Saved data entries:
#####

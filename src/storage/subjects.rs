use super::{Collection, EditOutcome};
use crate::error::{ModelError, StorageError};
use crate::models::Subject;
use std::path::PathBuf;

/// Owns the list of subjects and mirrors it to disk after every change.
#[derive(Debug)]
pub struct SubjectStore {
    collection: Collection<Subject>,
}

impl SubjectStore {
    pub fn open(path: impl Into<PathBuf>) -> Self {
        Self {
            collection: Collection::open(path),
        }
    }

    pub fn load(&mut self) -> &[Subject] {
        self.collection.load()
    }

    pub fn subjects(&self) -> &[Subject] {
        self.collection.items()
    }

    pub fn len(&self) -> usize {
        self.collection.len()
    }

    pub fn is_empty(&self) -> bool {
        self.collection.is_empty()
    }

    pub fn contains(&self, subject: &Subject) -> bool {
        self.collection.contains(subject)
    }

    pub fn find_by_code(&self, code: &str) -> Option<&Subject> {
        self.subjects().iter().find(|s| s.code == code)
    }

    pub fn diagnostic(&self) -> Option<&StorageError> {
        self.collection.diagnostic()
    }

    pub fn add(&mut self, subject: Subject) -> bool {
        self.collection.insert(subject)
    }

    /// Renames `existing` and changes its level count; the code never changes.
    ///
    /// When `existing` is not stored the edited subject is added as new and
    /// [`EditOutcome::Inserted`] is returned. If the edited subject equals one
    /// already stored, the result is [`EditOutcome::Merged`].
    pub fn edit(
        &mut self,
        existing: &Subject,
        name: impl Into<String>,
        level_count: u32,
    ) -> Result<EditOutcome, ModelError> {
        if level_count == 0 {
            return Err(ModelError::ZeroLevels(existing.code.clone()));
        }

        let taken = self.collection.take(existing);
        let found = taken.is_some();
        let mut subject = taken.unwrap_or_else(|| existing.clone());
        subject.name = name.into();
        subject.level_count = level_count;

        let pushed = self.collection.push_unique(subject);
        self.collection.persist();
        Ok(EditOutcome::after_push(found, pushed))
    }

    pub fn remove(&mut self, subject: &Subject) -> Option<Subject> {
        self.collection.remove(subject)
    }
}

#####

Retype the records in full. Keep every line identical to the original.

filename src/storage/subjects.rs
use super::{Collection, EditOutcome};
use crate::error::{ModelError, StorageError};
use crate::models::Subject;
use std::path::PathBuf;

/// Owns the list of subjects and mirrors it to disk after every change.
#[derive(Debug)]
pub struct SubjectStore {
    collection: Collection<Subject>,
}

impl SubjectStore {
    pub fn open(path: impl Into<PathBuf>) -> Self {
        Self {
            collection: Collection::open(path),
        }
    }

    pub fn load(&mut self) -> &[Subject] {
        self.collection.load()
    }

    pub fn subjects(&self) -> &[Subject] {
        self.collection.items()
    }

    pub fn len(&self) -> usize {
        self.collection.len()
    }

    pub fn is_empty(&self) -> bool {
        self.collection.is_empty()
    }

    pub fn contains(&self, subject: &Subject) -> bool {
        self.collection.contains(subject)
    }

    pub fn find_by_code(&self, code: &str) -> Option<&Subject> {
        self.subjects().iter().find(|s| s.code == code)
    }

    pub fn diagnostic(&self) -> Option<&StorageError> {
        self.collection.diagnostic()
    }

    pub fn add(&mut self, subject: Subject) -> bool {
        self.collection.insert(subject)
    }

    /// Renames `existing` and changes its level count; the code never changes.
    ///
    /// When `existing` is not stored the edited subject is added as new and
    /// [`EditOutcome::Inserted`] is returned. If the edited subject equals one
    /// already stored, the result is [`EditOutcome::Merged`].
    pub fn edit(
        &mut self,
        existing: &Subject,
        name: impl Into<String>,
        level_count: u32,
    ) -> Result<EditOutcome, ModelError> {
        if level_count == 0 {
            return Err(ModelError::ZeroLevels(existing.code.clone()));
        }

        let taken = self.collection.take(existing);
        let found = taken.is_some();
        let mut subject = taken.unwrap_or_else(|| existing.clone());
        subject.name = name.into();
        subject.level_count = level_count;

        let pushed = self.collection.push_unique(subject);
        self.collection.persist();
        Ok(EditOutcome::after_push(found, pushed))
    }

    pub fn remove(&mut self, subject: &Subject) -> Option<Subject> {
        self.collection.remove(subject)
    }
}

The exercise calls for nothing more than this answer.